Microbiome Program, Center for Individualized Medicine, Mayo Clinic, Rochester, MN, 55905, USA; Division of Surgical Research, Department of Surgery, Mayo Clinic, Rochester, MN, 55905, USA; Division of Rheumatology, Department of Medicine, Mayo Clinic, Rochester, MN, 55905, USA.
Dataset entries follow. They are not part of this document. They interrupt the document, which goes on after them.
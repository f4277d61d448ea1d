//! Lease table backed by a [`DashMap`].

use std::time::Duration;

use async_trait::async_trait;
use dashmap::DashMap;
use dashmap::mapref::entry::Entry;
use tokio::time::Instant;

use jobhub_core::result::AppResult;
use jobhub_core::traits::lock::LockStore;

#[derive(Debug, Clone)]
struct Lease {
    owner: String,
    expires_at: Instant,
}

impl Lease {
    fn is_live(&self, now: Instant) -> bool {
        self.expires_at > now
    }
}

/// Leases held in this process only.
///
/// Expiry is checked on access; an expired lease is treated as absent and
/// replaced by the next acquirer.
#[derive(Debug, Default)]
pub struct MemoryLockStore {
    leases: DashMap<String, Lease>,
}

impl MemoryLockStore {
    pub fn new() -> Self {
        Self::default()
    }

    /// Entries in the table, expired ones included.
    pub fn lease_count(&self) -> usize {
        self.leases.len()
    }
}

#[async_trait]
impl LockStore for MemoryLockStore {
    async fn try_acquire(&self, key: &str, owner: &str, ttl: Duration) -> AppResult<bool> {
        let now = Instant::now();
        let lease = Lease {
            owner: owner.to_string(),
            expires_at: now + ttl,
        };
        match self.leases.entry(key.to_string()) {
            Entry::Occupied(mut held) => {
                if held.get().is_live(now) {
                    Ok(false)
                } else {
                    held.insert(lease);
                    Ok(true)
                }
            }
            Entry::Vacant(slot) => {
                slot.insert(lease);
                Ok(true)
            }
        }
    }

    async fn release(&self, key: &str, owner: &str) -> AppResult<bool> {
        let now = Instant::now();
        Ok(self
            .leases
            .remove_if(key, |_, lease| lease.owner == owner && lease.is_live(now))
            .is_some())
    }

    async fn extend(&self, key: &str, owner: &str, extra: Duration) -> AppResult<bool> {
        let now = Instant::now();
        match self.leases.get_mut(key) {
            Some(mut lease) if lease.owner == owner && lease.is_live(now) => {
                lease.expires_at = now + extra;
                Ok(true)
            }
            _ => Ok(false),
        }
    }

    async fn is_locked(&self, key: &str) -> AppResult<bool> {
        let now = Instant::now();
        Ok(self.leases.get(key).is_some_and(|lease| lease.is_live(now)))
    }

    async fn health_check(&self) -> AppResult<bool> {
        Ok(true)
    }

    async fn purge_expired(&self) -> AppResult<usize> {
        let now = Instant::now();
        let before = self.leases.len();
        self.leases.retain(|_, lease| lease.is_live(now));
        Ok(before.saturating_sub(self.leases.len()))
    }
}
Metab Eng. 2022 Mar;70:12-22. doi: 10.1016/j.ymben.2021.12.011. Epub 2022 Jan 3.
Predictive modeling tools for assessing microbial communities are important for realizing transformative capabilities of microbiomes in agriculture, ecology, and medicine. Constraint-based community-scale metabolic modeling is unique in its potential for making mechanistic predictions regarding both the structure and function of microbial communities. However, accessing this potential requires an understanding of key physicochemical constraints, which are typically considered on a per-species basis. What is needed is a means of incorporating global constraints relevant to microbial ecology into community models. Resource-allocation constraint, which describes how limited resources should be distributed to different cellular processes, sets limits on the efficiency of metabolic and ecological processes. In this study, we investigate the implications of resource-allocation constraints in community-scale metabolic modeling through a simple mechanism-agnostic implementation of resource-allocation constraints directly at the flux level. By systematically performing single-, two-, and multi-species growth simulations, we show that resource-allocation constraints are indispensable for predicting the structure and function of microbial communities. Our findings call for a scalable workflow for implementing a mechanistic version of resource-allocation constraints to ultimately harness the full potential of community-scale metabolic modeling tools.
用于评估微生物群落的预测建模工具对于实现微生物组在农业、生态学和医学中的变革性能力非常重要。基于约束的群落尺度代谢建模在对微生物群落的结构和功能进行机制预测方面具有独特的潜力。然而,要发挥这种潜力,需要了解关键的物理化学约束条件,这些约束条件通常是按物种为基础来考虑的。目前需要的是一种将与微生物生态学相关的全局约束条件纳入群落模型的方法。资源分配约束描述了有限的资源应该如何分配到不同的细胞过程中,它限制了代谢和生态过程的效率。在这项研究中,我们通过在通量水平上直接对资源分配约束进行简单的、无机理的实现,研究了资源分配约束在群落尺度代谢建模中的意义。通过系统地进行单种、两种和多种物种的生长模拟,我们表明资源分配约束对于预测微生物群落的结构和功能是必不可少的。我们的研究结果呼吁采用一种可扩展的工作流程来实现资源分配约束的机械版本,以最终充分发挥群落尺度代谢建模工具的潜力。